Send server command (POST)

Sends control commands to server.

URL Syntax: /api/v1/server

The following commands are available:

  • list databases returns the list of databases installed in the server

  • create database <dbname> creates database with name dbname

  • drop database <dbname> deletes database with name dbname

  • open database <dbname> opens database with name dbname

  • close database <dbname> closes database with name dbname

  • create user { "name": "<username>", "password": "<password>", "databases": { "<dbname>": "admin", "<dbname>": "admin" } } creates user credentials username and password and admin access to databases dbname.

  • drop user <username> deletes user username

  • get server events [<filename>] returns a list of server events, optionally a filename of the form server-event-log-yyyymmdd-HHMMSS.INDEX.jsonl (where INDEX is a integer, i.e. 0) can be given to retrieve older event logs

  • shutdown kills the server gracefully.

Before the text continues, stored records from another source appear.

//! Add-to-cart request payloads.
//!
//! A [`CartItemDraft`] is transient: the presentation layer constructs one
//! per click and the core discards it after the mutation completes. The
//! presentation layer hands over validated input; a [`CartItemDraft::validate`]
//! violation indicates a caller bug, not a runtime condition.

use rust_decimal::Decimal;
use serde::{Deserialize, Serialize};
use thiserror::Error;

use marigold_core::ProductId;

/// Validation errors for a [`CartItemDraft`].
#[derive(Debug, Clone, Copy, PartialEq, Eq, Error)]
pub enum DraftError {
    /// The product ID is the empty string.
    #[error("product id must not be empty")]
    EmptyProductId,

    /// The display title is empty.
    #[error("title must not be empty")]
    EmptyTitle,

    /// The unit price is below zero.
    #[error("unit price must not be negative")]
    NegativePrice,

    /// The quantity is zero.
    #[error("quantity must be at least 1")]
    ZeroQuantity,
}

/// The payload for a single add-to-cart request.
#[derive(Debug, Clone, PartialEq, Eq, Serialize, Deserialize)]
pub struct CartItemDraft {
    /// Opaque stable product identifier.
    pub product_id: ProductId,
    /// Display name shown in the cart and the success confirmation.
    pub title: String,
    /// Unit price in the store currency.
    pub unit_price: Decimal,
    /// Optional product image reference.
    pub image_ref: Option<String>,
    /// Number of units to add. The product card always requests 1 per click.
    pub quantity: u32,
}

impl CartItemDraft {
    /// Create a draft for a single unit with no image.
    #[must_use]
    pub fn new(product_id: impl Into<ProductId>, title: impl Into<String>, unit_price: Decimal) -> Self {
        Self {
            product_id: product_id.into(),
            title: title.into(),
            unit_price,
            image_ref: None,
            quantity: 1,
        }
    }

    /// Set the product image reference.
    #[must_use]
    pub fn with_image(mut self, image_ref: impl Into<String>) -> Self {
        self.image_ref = Some(image_ref.into());
        self
    }

    /// Set the quantity to add.
    #[must_use]
    pub const fn with_quantity(mut self, quantity: u32) -> Self {
        self.quantity = quantity;
        self
    }

    /// Check the draft preconditions.
    ///
    /// # Errors
    ///
    /// Returns the first violated precondition: empty product ID, empty
    /// title, negative price, or zero quantity.
    pub fn validate(&self) -> Result<(), DraftError> {
        if self.product_id.is_empty() {
            return Err(DraftError::EmptyProductId);
        }
        if self.title.trim().is_empty() {
            return Err(DraftError::EmptyTitle);
        }
        if self.unit_price < Decimal::ZERO {
            return Err(DraftError::NegativePrice);
        }
        if self.quantity == 0 {
            return Err(DraftError::ZeroQuantity);
        }
        Ok(())
    }
}

#[cfg(test)]
#[allow(clippy::unwrap_used)]
mod tests {
    use super::*;
    use rust_decimal::dec;

    fn widget() -> CartItemDraft {
        CartItemDraft::new("p1", "Widget", dec!(9.99))
    }

    #[test]
    fn test_new_defaults_to_single_unit() {
        let draft = widget();
        assert_eq!(draft.quantity, 1);
        assert_eq!(draft.image_ref, None);
        assert!(draft.validate().is_ok());
    }

    #[test]
    fn test_builder_setters() {
        let draft = widget().with_image("https://cdn.example/p1.png").with_quantity(3);
        assert_eq!(draft.image_ref.as_deref(), Some("https://cdn.example/p1.png"));
        assert_eq!(draft.quantity, 3);
    }

    #[test]
    fn test_validate_empty_product_id() {
        let draft = CartItemDraft::new("", "Widget", dec!(9.99));
        assert_eq!(draft.validate(), Err(DraftError::EmptyProductId));
    }

    #[test]
    fn test_validate_blank_title() {
        let draft = CartItemDraft::new("p1", "   ", dec!(9.99));
        assert_eq!(draft.validate(), Err(DraftError::EmptyTitle));
    }

    #[test]
    fn test_validate_negative_price() {
        let draft = CartItemDraft::new("p1", "Widget", dec!(-0.01));
        assert_eq!(draft.validate(), Err(DraftError::NegativePrice));
    }

    #[test]
    fn test_validate_zero_quantity() {
        let draft = widget().with_quantity(0);
        assert_eq!(draft.validate(), Err(DraftError::ZeroQuantity));
    }

    #[test]
    fn test_validate_free_item_is_allowed() {
        // Promotional zero-price items are valid; only negative prices are not.
        let draft = CartItemDraft::new("p1", "Sticker", Decimal::ZERO);
        assert!(draft.validate().is_ok());
    }
}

  • set server setting <key> <value> sets the server setting with key to value, see the list of server-level settings

  • set database setting <dbname> <key> <value> sets the database’s <dbname> with key to value, see the list of database-level settings

  • connect cluster <address> connects this server to a cluster with address

  • disconnect cluster disconnects this server from a cluster

  • align database <dbname> aligns database <dbname>, see the associated SQL command

  • restore database <dbname> <url> restores a database from a backup file. The URL can be a local path (file://), HTTP/HTTPS URL, or classpath resource. The database must not already exist. See how-to/operations/restore.adoc#restore.

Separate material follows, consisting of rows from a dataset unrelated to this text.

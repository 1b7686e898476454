//! Concurrency tests for the cart mutation core.
//!
//! A rapid double click issues two independent mutations for the same
//! product. Both proceed to the remote store; the cache must end up with
//! the sum of both quantities no matter how the responses interleave.

use rust_decimal::dec;

use marigold_cart::{CartItemDraft, CartMutator, LocalCartCache, MutationOutcome};
use marigold_integration_tests::{RecordingStore, StaticGate, init_test_logging};

fn widget() -> CartItemDraft {
    CartItemDraft::new("p1", "Widget", dec!(9.99))
}

#[tokio::test]
async fn test_overlapping_adds_lose_no_increment() {
    init_test_logging();
    // The rendezvous holds each remote write until both have arrived, so
    // both mutations are in flight before either reconciles the cache.
    let store = RecordingStore::accepting_with_rendezvous(2);
    let mutator = CartMutator::new(
        StaticGate::signed_in("u1"),
        store.clone(),
        LocalCartCache::new(),
    );

    let first = tokio::spawn({
        let mutator = mutator.clone();
        async move { mutator.add_to_cart(widget()).await }
    });
    let second = tokio::spawn({
        let mutator = mutator.clone();
        async move { mutator.add_to_cart(widget()).await }
    });

    let (first, second) = tokio::try_join!(first, second).expect("mutation tasks panicked");
    assert!(first.is_success());
    assert!(second.is_success());
    assert_eq!(store.call_count(), 2, "each click is an independent write");

    let snapshot = mutator.cache().snapshot();
    assert_eq!(snapshot.len(), 1);
    assert_eq!(snapshot.first().map(|e| e.quantity), Some(2));
}

#[tokio::test]
async fn test_completion_order_does_not_affect_reported_total() {
    init_test_logging();
    let store = RecordingStore::accepting_with_rendezvous(2);
    let mutator = CartMutator::new(
        StaticGate::signed_in("u1"),
        store,
        LocalCartCache::new(),
    );

    let tasks = [
        tokio::spawn({
            let mutator = mutator.clone();
            async move { mutator.add_to_cart(widget().with_quantity(2)).await }
        }),
        tokio::spawn({
            let mutator = mutator.clone();
            async move { mutator.add_to_cart(widget().with_quantity(3)).await }
        }),
    ];

    let mut reported = Vec::new();
    for task in tasks {
        match task.await.expect("mutation task panicked") {
            MutationOutcome::Success(entry) => reported.push(entry.quantity),
            other => panic!("expected success, got {other:?}"),
        }
    }

    // Whichever write reconciles last reports the full total.
    reported.sort_unstable();
    assert_eq!(reported.last(), Some(&5));
    assert_eq!(
        mutator.cache().snapshot().first().map(|e| e.quantity),
        Some(5)
    );
}

#[tokio::test]
async fn test_abandoned_call_leaves_state_coherent() {
    init_test_logging();
    // A rendezvous of 2 that only ever sees one writer: the in-flight
    // mutation never completes and the caller walks away from it.
    let store = RecordingStore::accepting_with_rendezvous(2);
    let mutator = CartMutator::new(
        StaticGate::signed_in("u1"),
        store.clone(),
        LocalCartCache::new(),
    );

    let abandoned = tokio::spawn({
        let mutator = mutator.clone();
        async move { mutator.add_to_cart(widget()).await }
    });
    tokio::task::yield_now().await;
    abandoned.abort();
    assert!(abandoned.await.is_err(), "the abandoned task was cancelled");

    // The pending write never confirmed, so the cache must not reflect it,
    // and the mutator remains fully usable afterwards.
    assert!(mutator.cache().is_empty());

    let outcome = CartMutator::new(
        StaticGate::signed_in("u1"),
        RecordingStore::accepting(),
        mutator.cache().clone(),
    )
    .add_to_cart(widget())
    .await;
    assert!(outcome.is_success());
    assert_eq!(
        mutator.cache().snapshot().first().map(|e| e.quantity),
        Some(1)
    );
}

  • import database <dbname> <url> creates a new database and imports data from the given URL (OrientDB export, GraphML, GraphSON, CSV, JSON). Combines create database and IMPORT DATABASE in a single command.

Both restore database and import database support SSE progress streaming: send Accept: text/event-stream in the request headers to receive real-time progress events instead of waiting for the response.

Only root users can run these command, except the list databases command, which every user can run, and this user’s accessible databases are listed.

Responses:

  • 200 OK

  • 400 invalid command

  • 403 invalid credentials

  • 500 invalid JSON request body

Examples:

List databases

$ curl -X POST http://localhost:2480/api/v1/server \
       -d '{"command": "list databases"}' \
       -H "Content-Type: application/json" \
       --user root:arcadedb-password

Return:

{"result": ["school", "mydatabase"]}

Create database

$ curl -X POST http://localhost:2480/api/v1/server \
       -d '{"command": "create database mydatabase"}' \
       -H "Content-Type: application/json" \
       --user root:arcadedb-password

Return:

{"result": "ok"}

Drop database

$ curl -X POST http://localhost:2480/api/v1/server \
       -d '{"command": "drop database mydatabase"}' \
       -H "Content-Type: application/json" \
       --user root:arcadedb-password

Return:

{"result": "ok"}

Open database

$ curl -X POST http://localhost:2480/api/v1/server \
       -d '{"command": "open database mydatabase"}' \
       -H "Content-Type: application/json" \
       --user root:arcadedb-password

Return:

{"result": "ok"}

Close database

$ curl -X POST http://localhost:2480/api/v1/server \
       -d '{"command": "close database mydatabase"}' \
       -H "Content-Type: application/json" \
       --user root:arcadedb-password

Return:

{"result": "ok"}

Restore database

Restores a database from a backup file (local or remote). This is the fastest way to provision a database from a backup archive.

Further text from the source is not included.